An exact transcript of all the records is the expected answer.

===== RECORDED INFORMATION

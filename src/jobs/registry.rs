use std::collections::HashMap;
use std::sync::Arc;

use super::model::NamedEntity;
use super::normalizer::intern_key;

/// Interned instances of one entity type, kept in first-seen order.
#[derive(Debug)]
pub struct EntityRegistry<T> {
    entries: Vec<Arc<T>>,
    by_key: HashMap<String, usize>,
}

impl<T> Default for EntityRegistry<T> {
    fn default() -> Self {
        Self {
            entries: Vec::new(),
            by_key: HashMap::new(),
        }
    }
}

impl<T: NamedEntity> EntityRegistry<T> {
    pub fn new() -> Self {
        Self::default()
    }

    /// Returns the existing instance whose name matches `name` ignoring case,
    /// or registers a new one carrying `name` verbatim.
    pub fn intern(&mut self, name: &str) -> Arc<T> {
        let key = intern_key(name);
        if let Some(&index) = self.by_key.get(&key) {
            return Arc::clone(&self.entries[index]);
        }

        let entity = Arc::new(T::from_name(name.to_string()));
        self.by_key.insert(key, self.entries.len());
        self.entries.push(Arc::clone(&entity));
        entity
    }

    pub fn get(&self, name: &str) -> Option<Arc<T>> {
        self.by_key
            .get(&intern_key(name))
            .map(|&index| Arc::clone(&self.entries[index]))
    }

    pub fn iter(&self) -> impl Iterator<Item = &Arc<T>> {
        self.entries.iter()
    }

    pub fn len(&self) -> usize {
        self.entries.len()
    }

    pub fn is_empty(&self) -> bool {
        self.entries.is_empty()
    }

    /// Copy of the registry ordered by name. Equal names keep first-seen order.
    pub fn sorted(&self) -> Vec<Arc<T>> {
        let mut sorted = self.entries.clone();
        sorted.sort_by(|left, right| left.name().cmp(right.name()));
        sorted
    }
}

==========

*RESPONSE BELOW*.
filename src/jobs/registry.rs
use std::collections::HashMap;
use std::sync::Arc;

use super::model::NamedEntity;
use super::normalizer::intern_key;

/// Interned instances of one entity type, kept in first-seen order.
#[derive(Debug)]
pub struct EntityRegistry<T> {
    entries: Vec<Arc<T>>,
    by_key: HashMap<String, usize>,
}

impl<T> Default for EntityRegistry<T> {
    fn default() -> Self {
        Self {
            entries: Vec::new(),
            by_key: HashMap::new(),
        }
    }
}

impl<T: NamedEntity> EntityRegistry<T> {
    pub fn new() -> Self {
        Self::default()
    }

    /// Returns the existing instance whose name matches `name` ignoring case,
    /// or registers a new one carrying `name` verbatim.
    pub fn intern(&mut self, name: &str) -> Arc<T> {
        let key = intern_key(name);
        if let Some(&index) = self.by_key.get(&key) {
            return Arc::clone(&self.entries[index]);
        }

        let entity = Arc::new(T::from_name(name.to_string()));
        self.by_key.insert(key, self.entries.len());
        self.entries.push(Arc::clone(&entity));
        entity
    }

    pub fn get(&self, name: &str) -> Option<Arc<T>> {
        self.by_key
            .get(&intern_key(name))
            .map(|&index| Arc::clone(&self.entries[index]))
    }

    pub fn iter(&self) -> impl Iterator<Item = &Arc<T>> {
        self.entries.iter()
    }

    pub fn len(&self) -> usize {
        self.entries.len()
    }

    pub fn is_empty(&self) -> bool {
        self.entries.is_empty()
    }

    /// Copy of the registry ordered by name. Equal names keep first-seen order.
    pub fn sorted(&self) -> Vec<Arc<T>> {
        let mut sorted = self.entries.clone();
        sorted.sort_by(|left, right| left.name().cmp(right.name()));
        sorted
    }
}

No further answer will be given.